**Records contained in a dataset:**
//! Spatial composition of elements
//!
//! A [`Group`] triggers its children as one ensemble. A [`Chase`] moves a
//! centre position across its children and triggers the cells it passes;
//! a [`PulseChase`] renders a shaped pulse around that centre instead.

mod chase;
mod pulse;

use alloc::string::String;
use alloc::vec::Vec;

pub use chase::{Chase, ChaseConfig, ChaseStep, Continuation, OffMode, SpeedMode};
pub use pulse::{Pulse, PulseChase, PulseConfig};

use crate::arena::ElementHandle;
use crate::effect::EffectSlot;
use crate::element::{Fanout, GROUP_ROLES, Key, Role, TriggerState, Triggerable};

/// Ensemble of elements triggered together
///
/// Children are handles into the show's arena; the same element may also
/// be registered with the show directly.
#[derive(Debug, Clone)]
pub struct Group {
    name: String,
    elements: Vec<ElementHandle>,
    trigger_state: TriggerState,
    trigger_intensity: f64,
    max_intensity: f64,
    bell_mode: bool,
    toggle_mode: bool,
    effects: Vec<EffectSlot>,
    roles: &'static [Role],
}

impl Group {
    pub fn new(name: impl Into<String>) -> Self {
        Self {
            name: name.into(),
            elements: Vec::new(),
            trigger_state: TriggerState::Idle,
            trigger_intensity: 0.0,
            max_intensity: 1.0,
            bell_mode: false,
            toggle_mode: false,
            effects: Vec::new(),
            roles: GROUP_ROLES,
        }
    }

    #[must_use]
    pub fn with_elements(mut self, elements: impl IntoIterator<Item = ElementHandle>) -> Self {
        self.elements.extend(elements);
        self
    }

    #[must_use]
    pub fn with_max_intensity(mut self, max_intensity: f64) -> Self {
        self.max_intensity = max_intensity;
        self
    }

    #[must_use]
    pub fn with_effect(mut self, effect: impl Into<EffectSlot>) -> Self {
        self.effects.push(effect.into());
        self
    }

    pub fn push(&mut self, element: ElementHandle) {
        self.elements.push(element);
    }

    pub fn elements(&self) -> &[ElementHandle] {
        &self.elements
    }

    pub(crate) fn set_elements(&mut self, elements: Vec<ElementHandle>) {
        self.elements = elements;
    }

    pub fn is_triggered(&self) -> bool {
        self.trigger_state == TriggerState::Active
    }

    pub const fn trigger_intensity(&self) -> f64 {
        self.trigger_intensity
    }

    pub const fn max_intensity(&self) -> f64 {
        self.max_intensity
    }

    pub const fn bell_mode(&self) -> bool {
        self.bell_mode
    }

    pub fn set_toggle_mode(&mut self, toggle_mode: bool) {
        self.toggle_mode = toggle_mode;
    }

    pub fn effects(&self) -> &[EffectSlot] {
        &self.effects
    }

    pub fn add_effect(&mut self, effect: impl Into<EffectSlot>) {
        self.effects.push(effect.into());
    }

    pub(crate) fn take_effects(&mut self) -> Vec<EffectSlot> {
        core::mem::take(&mut self.effects)
    }

    pub(crate) fn restore_effects(&mut self, effects: Vec<EffectSlot>) {
        self.effects = effects;
    }

    pub const fn roles(&self) -> &'static [Role] {
        self.roles
    }

    /// Trigger the ensemble; returns the level every child receives
    pub fn trigger(&mut self, intensity: f64) -> f64 {
        let level = if intensity != 0.0 {
            self.trigger_state = TriggerState::Active;
            intensity.min(self.max_intensity)
        } else {
            self.trigger_state = TriggerState::Idle;
            0.0
        };
        self.trigger_intensity = level;
        for effect in &mut self.effects {
            effect.trigger(level);
        }
        level
    }
}

impl Triggerable for Group {
    fn name(&self) -> &str {
        &self.name
    }

    fn trigger(&mut self, intensity: f64, _key: Option<Key>) -> Fanout {
        Fanout::Children(Group::trigger(self, intensity))
    }

    fn trigger_state(&self) -> TriggerState {
        self.trigger_state
    }

    fn set_bell_mode(&mut self, bell_mode: bool) {
        self.bell_mode = bell_mode;
    }
}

**Exercise:** Respond with one number, the count of lines in the data that hold the string "Idle".

**Exercise result:** 2